A l'appui de ses prétentions, M. [E] expose qu'il n'a commis aucune manipulation sur le véhicule, n'étant pas un professionnel de l'automobile. Il soutient que l'annulation de la vente ne peut intervenir que sur le fondement de la garantie des vices cachés de l'article 1641 du code civil - et non du dol.

Il souhaite obtenir la garantie que le bien litigieux est toujours en état de fonctionnement et exempt d'amendes.

Il ajoute que la restitution du prix ne pourra être effectuée qu'après production par M. [J] de l'état de la situation actuelle du véhicule.

Dans ses conclusions déposées par voie électronique le 17 septembre 2019, M. [J] sollicite que la cour :

- confirme le jugement, à l'exception des dommages-intérêts accordés en réparation du préjudice moral ;

à titre subsidiaire,

- prononce la résolution de la vente en application des articles 1641 à 1645 du code civil ;

- dans une telle hypothèse, dise que les conditions de restitution du véhicule seront identiques à celles conclues dans le jugement précédemment rendu ;

statuant sur l'appel incident,

- condamne M. [E] à lui payer la somme de 3 000 euros en réparation de son préjudice moral ;

- condamne M. [E] à lui payer la somme de 5 000 euros sur le fondement de l'article 700 du code de procédure civile.

Il expose que M. [E] a acquis le véhicule le 26 avril 2018 avec un kilométrage de 245 762 km, puis lui a revendu, un mois plus tard, pour un prix supérieur avec un kilométrage de 154 008 km seulement. Il soutient que M. [E] a procédé à une modification des indications portées sur le compteur. Il considère qu'il y a eu dol du vendeur par man'uvres et mensonges.

Il indique que le véhicule est en bon état. Il affirme qu'en raison de l'annulation de la vente qui sera prononcée, il sera réputé n'avoir jamais été propriétaire du bien, de sorte que M. [E] devra supporter les risques liés à l'usage du véhicule et à son usure éventuelle pendant la période allant de la vente à la décision.

Il ajoute avoir eu l'impression d'être gravement trompé et avoir consacré un temps important à la gestion du dossier.

Pour un plus ample exposé des faits, moyens et prétentions des parties, il est renvoyé aux écritures de celles-ci, conformément à l'article 455 du code de procédure civile.

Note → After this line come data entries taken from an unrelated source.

// Copyright (c) 2025 Steve Wagner (ciroque@live.com)
// SPDX-License-Identifier: MIT

use std::sync::Arc;
use std::time::Duration;

use crate::config::{CatalogConfig, ProfileConfig, RetryOptions, SchedulerOptions};
use crate::engine::{default_max_concurrency, RetryPolicy, Scheduler, SchedulerConfig};
use crate::errors::{ConfigError, ValidationError};
use crate::flows::LocalFlowFactory;
use crate::registry::{ProfileDescriptor, ProfileRegistry, ProfileSchedule, TimeOfDay};

/// Scheduler runtime builder - turns a catalog into a populated registry and
/// scheduler settings.
///
/// # Examples
///
/// ```
/// use workload_scheduler::config::{CatalogConfig, RuntimeBuilder};
///
/// let cfg: CatalogConfig = serde_yaml::from_str(r#"
/// scheduler:
///   max_concurrency: 8
/// profiles:
///   - name: PM_38
///     flow: noop
///     interval_seconds: 900
/// "#).unwrap();
///
/// let (registry, settings) = RuntimeBuilder::from_config(&cfg).unwrap();
/// assert_eq!(registry.len(), 1);
/// assert_eq!(settings.max_concurrency, 8);
/// ```
pub struct RuntimeBuilder;

impl RuntimeBuilder {
    /// Build the registry and scheduler settings from a catalog.
    ///
    /// Every entry's flow selector is resolved up front, so an unknown flow or
    /// malformed option fails here rather than on the entry's first run.
    pub fn from_config(
        cfg: &CatalogConfig,
    ) -> Result<(Arc<ProfileRegistry>, SchedulerConfig), ConfigError> {
        let registry = Arc::new(ProfileRegistry::new());
        for profile in &cfg.profiles {
            registry.register_descriptor(Self::descriptor(profile)?)?;
        }
        Ok((registry, Self::scheduler_config(&cfg.scheduler, &cfg.retry)))
    }

    /// Build a ready-to-spawn scheduler from a catalog.
    pub fn build_scheduler(cfg: &CatalogConfig) -> Result<Scheduler, ConfigError> {
        let (registry, settings) = Self::from_config(cfg)?;
        Ok(Scheduler::new(registry, settings))
    }

    pub fn descriptor(profile: &ProfileConfig) -> Result<ProfileDescriptor, ConfigError> {
        let factory = LocalFlowFactory::create_factory(profile)?;
        Ok(ProfileDescriptor::scheduled(
            profile.name.as_str(),
            factory,
            Self::schedule(profile)?,
        )
        .with_enabled(profile.enabled)
        .with_start_delay(Duration::from_secs(profile.start_delay_seconds))
        .with_max_iterations(profile.max_iterations)
        .with_execution_timeout(profile.timeout_seconds.map(Duration::from_secs))
        .with_flow_selector(profile.flow.as_str()))
    }

    /// Interval or time-of-day cadence of a catalog entry.
    pub fn schedule(profile: &ProfileConfig) -> Result<ProfileSchedule, ConfigError> {
        match (profile.interval_seconds, profile.scheduled_times.is_empty()) {
            (Some(interval), true) => Ok(ProfileSchedule::Every(Duration::from_secs(interval))),
            (None, false) => TimeOfDay::parse(&profile.scheduled_times, &profile.scheduled_days)
                .map(ProfileSchedule::At)
                .map_err(|source| ConfigError::Schedule {
                    profile_name: profile.name.clone(),
                    source,
                }),
            _ => Err(ConfigError::Validation(vec![ValidationError::ScheduleConflict {
                name: profile.name.clone(),
            }])),
        }
    }

    pub fn scheduler_config(scheduler: &SchedulerOptions, retry: &RetryOptions) -> SchedulerConfig {
        SchedulerConfig {
            tick: Duration::from_millis(scheduler.tick_ms),
            max_concurrency: scheduler
                .max_concurrency
                .unwrap_or_else(default_max_concurrency),
            shutdown_grace: Duration::from_secs(scheduler.shutdown_grace_seconds),
            event_capacity: scheduler.event_capacity,
            retry: RetryPolicy::new(
                retry.failure_threshold,
                retry.backoff_multiplier,
                Duration::from_secs(retry.max_backoff_seconds),
            ),
        }
    }
}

Le 7 décembre 2021, le magistrat chargé de la mise en état a prononcé la clôture de l'instruction.

MOTIFS DE LA DÉCISION

Sur l'annulation de la vente

Les alinéas 1 et 2 de l'article 1137 du code civil disposent que :

« Le dol est le fait pour un contractant d'obtenir le consentement de l'autre par des man'uvres ou des mensonges.

Constitue également un dol la dissimulation intentionnelle par l'un des contractants d'une information dont il sait le caractère déterminant pour l'autre partie. (') ».

En application des articles 1128, 1130 et 1178 du même code, le consentement des parties est nécessaire à la validité du contrat, étant précisé que le dol vicie le consentement lorsqu'il est de telle nature que, sans lui, l'une des parties n'aurait pas contracté ou aurait contracté à des conditions substantiellement différentes.

En l'espèce, dans le « certificat de cession d'un véhicule d'occasion » du 23 mai 2018, la rubrique relative au kilométrage n'a pas été renseignée par les parties. Mais, lors du contrôle technique effectué quelques jours auparavant, le 19 mai 2018, un kilométrage de 154 002 kilomètres était relevé. Ceci corroborait la constatation faite par la société Autos expertises conseils, dans son rapport d'expertise privée du 25 juillet 2018, d'un kilométrage de 155 354 km au compteur.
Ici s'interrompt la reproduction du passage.